多くの応援を頂きましてありがとうございます。

おかげさまでモチベーションは回復出来ました。

2章の連載を開始しましたので、以前の後書きは修正します。


とは言っても、元はと言えばこの後書きの影響もあってランキング1位を数日間維持するところまで行けたと思うので消去はしません。

このお話を読んでくださっている方は、他の多くの小説も読んでいることと思います。

ブクマや評価などはほとんどの作者のモチベーションに直結するものですので、少しでも気になる作品があったら是非応援してあげてください。

もちろん本作のことも含めて。と最後まで宣伝はしておこうと思います。

それでは引き続き2章もお読みくださると嬉しいです。



↓以下、9月12日夜の2章連載まで置いていた後書き。

これにて1章は終了となります。

1章としては明らかに長い構成となってしまいましたが、付き合って頂いた方々には感謝しています。

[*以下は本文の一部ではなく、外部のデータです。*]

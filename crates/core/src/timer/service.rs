//! Timer state machine - the single authority over the active time entry
//!
//! States are Idle, Running and Paused. Each transition writes the hosted
//! store first, then commits the stored row locally, mirrors it into the
//! local cache and publishes a notification. Transitions that do not apply
//! to the current state return `Ok(None)` without touching anything.

use std::sync::Arc;

use chrono::{DateTime, Utc};
use parking_lot::Mutex;
use ticktally_common::time::{Clock, SystemClock};
use ticktally_domain::{
    CachedTimerState, NewTimeEntry, Result, Task, TaskPatch, TickTallyError, TimeEntry,
    TimeEntryPatch, TimerStatus,
};
use tokio::sync::broadcast;
use tracing::{debug, error, info, warn};
use uuid::Uuid;

use super::duration::{elapsed_seconds, entry_elapsed_seconds, paused_seconds_at};
use super::ports::{LocalTimerCache, TimeEntryStore};
use crate::events::{Notification, NotificationBus};
use crate::notifier::{LogNotifier, UserNotifier};
use crate::projects::ports::TaskStore;

pub struct TimerService<C: Clock = SystemClock> {
    entries: Arc<dyn TimeEntryStore>,
    tasks: Arc<dyn TaskStore>,
    cache: Arc<dyn LocalTimerCache>,
    bus: NotificationBus,
    notifier: Arc<dyn UserNotifier>,
    clock: C,
    active: Mutex<Option<TimeEntry>>,
    // Held for a whole transition so a second call observes the first's result.
    transitions: tokio::sync::Mutex<()>,
}

impl<C: Clock> TimerService<C> {
    pub fn new(
        entries: Arc<dyn TimeEntryStore>,
        tasks: Arc<dyn TaskStore>,
        cache: Arc<dyn LocalTimerCache>,
        bus: NotificationBus,
        clock: C,
    ) -> Self {
        Self {
            entries,
            tasks,
            cache,
            bus,
            notifier: Arc::new(LogNotifier),
            clock,
            active: Mutex::new(None),
            transitions: tokio::sync::Mutex::new(()),
        }
    }

    /// Replace the default [`LogNotifier`].
    pub fn with_notifier(mut self, notifier: Arc<dyn UserNotifier>) -> Self {
        self.notifier = notifier;
        self
    }

    pub fn status(&self) -> TimerStatus {
        self.active.lock().as_ref().map_or(TimerStatus::Idle, TimeEntry::status)
    }

    pub fn active_entry(&self) -> Option<TimeEntry> {
        self.active.lock().clone()
    }

    /// Elapsed seconds of the active entry right now, 0 when idle.
    pub fn elapsed_seconds(&self) -> i64 {
        self.active_entry().map_or(0, |entry| entry_elapsed_seconds(&entry, self.clock.utc_now()))
    }

    pub fn subscribe(&self) -> broadcast::Receiver<Notification> {
        self.bus.subscribe()
    }

    /// Last mirrored timer state, read from the local cache only.
    ///
    /// Advisory: use it to paint the display before [`restore`](Self::restore)
    /// answers.
    pub fn cached_snapshot(&self) -> Option<CachedTimerState> {
        match self.cache.load() {
            Ok(state) => state,
            Err(err) => {
                warn!(error = %err, "Failed to read local timer cache");
                None
            }
        }
    }

    /// Reconcile local state with the store.
    ///
    /// Adopts the most recently started running entry and finalizes any other
    /// running entries so at most one stays open.
    pub async fn restore(&self) -> Result<Option<TimeEntry>> {
        let now = self.clock.utc_now();
        let _guard = self.transitions.lock().await;
        let cached = self.cached_snapshot();

        let mut running = self.running_entries().await.map_err(|err| self.report("restore", err))?;
        let current = running.pop();
        for stale in running {
            warn!(entry_id = %stale.id, "Finalizing extra running entry found during restore");
            self.finish(stale, now).await.map_err(|err| self.report("restore", err))?;
        }

        match &current {
            Some(entry) => {
                if cached.as_ref().is_some_and(|state| state.entry_id != entry.id) {
                    debug!(entry_id = %entry.id, "Local timer mirror disagreed with store");
                }
                *self.active.lock() = Some(entry.clone());
                self.mirror(entry, now);
                info!(entry_id = %entry.id, status = %entry.status(), "Restored active timer");
            }
            None => {
                *self.active.lock() = None;
                if cached.is_some() {
                    debug!("Clearing stale local timer mirror");
                }
                self.clear_mirror();
            }
        }
        Ok(current)
    }

    /// Start a new session, finalizing whatever is active first.
    pub async fn start(&self, task_id: Uuid, project_id: Uuid) -> Result<TimeEntry> {
        let now = self.clock.utc_now();
        let _guard = self.transitions.lock().await;

        let previous = match self.active_entry() {
            Some(entry) => vec![entry],
            None => self.running_entries().await.map_err(|err| self.report("start", err))?,
        };
        for entry in previous {
            info!(entry_id = %entry.id, "Finalizing previous timer before start");
            self.finish(entry, now).await.map_err(|err| self.report("start", err))?;
        }

        let created = self
            .entries
            .create(NewTimeEntry::running(task_id, project_id, now))
            .await
            .map_err(|err| self.report("start", err))?;

        self.commit(&created, now);
        info!(entry_id = %created.id, %task_id, %project_id, "Timer started");
        self.bus.publish(Notification::TimerStarted {
            entry_id: created.id,
            task_id: created.task_id,
            project_id: created.project_id,
            start_time: created.start_time,
        });
        Ok(created)
    }

    pub async fn pause(&self) -> Result<Option<TimeEntry>> {
        let now = self.clock.utc_now();
        let _guard = self.transitions.lock().await;

        let Some(entry) = self.active_entry() else {
            debug!("Pause ignored: no active timer");
            return Ok(None);
        };
        if entry.is_paused {
            debug!(entry_id = %entry.id, "Pause ignored: already paused");
            return Ok(None);
        }

        let patch = TimeEntryPatch {
            is_paused: Some(true),
            paused_at: Some(Some(now)),
            ..Default::default()
        };
        let updated =
            self.entries.update(entry.id, patch).await.map_err(|err| self.report("pause", err))?;

        // The stored pause mark is authoritative for the frozen elapsed value.
        let elapsed = entry_elapsed_seconds(&updated, now);
        self.commit(&updated, now);
        info!(entry_id = %updated.id, elapsed_seconds = elapsed, "Timer paused");
        self.bus.publish(Notification::TimerPaused { entry_id: updated.id, elapsed_seconds: elapsed });
        Ok(Some(updated))
    }

    pub async fn resume(&self) -> Result<Option<TimeEntry>> {
        let now = self.clock.utc_now();
        let _guard = self.transitions.lock().await;

        let Some(entry) = self.active_entry() else {
            debug!("Resume ignored: no active timer");
            return Ok(None);
        };
        if !entry.is_paused {
            debug!(entry_id = %entry.id, "Resume ignored: timer is running");
            return Ok(None);
        }

        // A pause without a recorded start contributes nothing.
        let paused_seconds = paused_seconds_at(&entry, now);
        let patch = TimeEntryPatch {
            is_paused: Some(false),
            paused_seconds: Some(paused_seconds),
            paused_at: Some(None),
            ..Default::default()
        };
        let updated =
            self.entries.update(entry.id, patch).await.map_err(|err| self.report("resume", err))?;

        let elapsed = elapsed_seconds(updated.start_time, now, updated.paused_seconds);
        self.commit(&updated, now);
        info!(entry_id = %updated.id, paused_seconds, elapsed_seconds = elapsed, "Timer resumed");
        self.bus.publish(Notification::TimerResumed {
            entry_id: updated.id,
            start_time: updated.start_time,
            paused_seconds: updated.paused_seconds,
            elapsed_seconds: elapsed,
        });
        Ok(Some(updated))
    }

    /// Finalize the active session. With `auto_complete` the task is also
    /// marked completed and credited with the session's duration.
    ///
    /// Local state is released even when the store write fails, so the
    /// display never shows a timer the user asked to stop.
    pub async fn stop(&self, auto_complete: bool) -> Result<Option<TimeEntry>> {
        let now = self.clock.utc_now();
        let _guard = self.transitions.lock().await;

        let Some(entry) = self.active_entry() else {
            debug!("Stop ignored: no active timer");
            return Ok(None);
        };

        let (finished, duration) =
            self.finish(entry, now).await.map_err(|err| self.report("stop", err))?;

        if auto_complete {
            self.complete_task(&finished, duration, now)
                .await
                .map_err(|err| self.report("complete_task", err))?;
        }
        Ok(Some(finished))
    }

    async fn running_entries(&self) -> Result<Vec<TimeEntry>> {
        let mut running: Vec<TimeEntry> =
            self.entries.list().await?.into_iter().filter(|entry| entry.is_running).collect();
        running.sort_by_key(|entry| entry.start_time);
        Ok(running)
    }

    /// Close `entry` at `now`, release it locally and announce the stop.
    async fn finish(&self, entry: TimeEntry, now: DateTime<Utc>) -> Result<(TimeEntry, i64)> {
        let paused_seconds = paused_seconds_at(&entry, now);
        let duration = elapsed_seconds(entry.start_time, now, paused_seconds);
        let patch = TimeEntryPatch {
            end_time: Some(now),
            duration_seconds: Some(duration),
            is_running: Some(false),
            is_paused: Some(false),
            paused_seconds: Some(paused_seconds),
            paused_at: Some(None),
        };
        let result = self.entries.update(entry.id, patch).await;

        self.release(entry.id);
        self.bus.publish(Notification::TimerStopped { entry_id: entry.id, duration_seconds: duration });

        let finished = result?;
        info!(entry_id = %finished.id, duration_seconds = duration, paused_seconds, "Timer stopped");
        Ok((finished, duration))
    }

    async fn complete_task(
        &self,
        finished: &TimeEntry,
        duration: i64,
        now: DateTime<Utc>,
    ) -> Result<Option<Task>> {
        let Some(task) = self.tasks.get(finished.task_id).await? else {
            warn!(task_id = %finished.task_id, "Auto-complete skipped: task not found");
            return Ok(None);
        };

        let patch = TaskPatch::completion(&task, finished.start_time, duration, now);
        let updated = self.tasks.update(task.id, patch).await?;
        info!(task_id = %updated.id, elapsed_seconds = updated.elapsed_seconds, "Task completed");
        self.bus.publish(Notification::TaskCompleted {
            task_id: updated.id,
            elapsed_seconds: updated.elapsed_seconds,
        });
        Ok(Some(updated))
    }

    fn commit(&self, entry: &TimeEntry, now: DateTime<Utc>) {
        *self.active.lock() = Some(entry.clone());
        self.mirror(entry, now);
    }

    fn release(&self, entry_id: Uuid) {
        {
            let mut active = self.active.lock();
            if active.as_ref().is_some_and(|entry| entry.id == entry_id) {
                *active = None;
            }
        }
        self.clear_mirror();
    }

    fn mirror(&self, entry: &TimeEntry, now: DateTime<Utc>) {
        let state = CachedTimerState::from_entry(entry, entry_elapsed_seconds(entry, now), now);
        if let Err(err) = self.cache.save(&state) {
            warn!(entry_id = %entry.id, error = %err, "Failed to mirror timer into local cache");
        }
    }

    fn clear_mirror(&self) {
        if let Err(err) = self.cache.clear() {
            warn!(error = %err, "Failed to clear local timer cache");
        }
    }

    fn report(&self, action: &str, err: TickTallyError) -> TickTallyError {
        error!(action, error = %err, "Timer transition failed");
        self.notifier.notify_error(action, &err);
        err
    }
}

よろしければ評価を入れてくださると嬉しいです。感想などもあればとても喜びます。是非お願いします。是非。(懇願)

評価ボタンはこの話(最新話)の下の方にあります。(一応の案内)(←追記:現時点ではこのお話に評価する場所はありません。評価が出来るのは一番新しいお話だけです)

また、もうブクマや評価など入れてくださった方には改めて感謝致します。もちろん感想やレビューをくださった方にも。


数々の未回収の伏線を見ればおわかりかと思いますが、当然この物語には2章以降のプロットもあります。

ただモチベーションの低下がかなり深刻なので一応の完結と致しました……。

今後が楽しみ! すぐ読みたい!という方がもしいたら申し訳ないです。


評判が良ければ是非書きたいのですが、予定は未定ということで……。

このエピローグと同時に更新する活動報告でもそのことに触れています。

実際に書くなら2章以降はこんなお話だよというのも少しだけ載ってたり。

何はともあれ、改めてありがとうございました。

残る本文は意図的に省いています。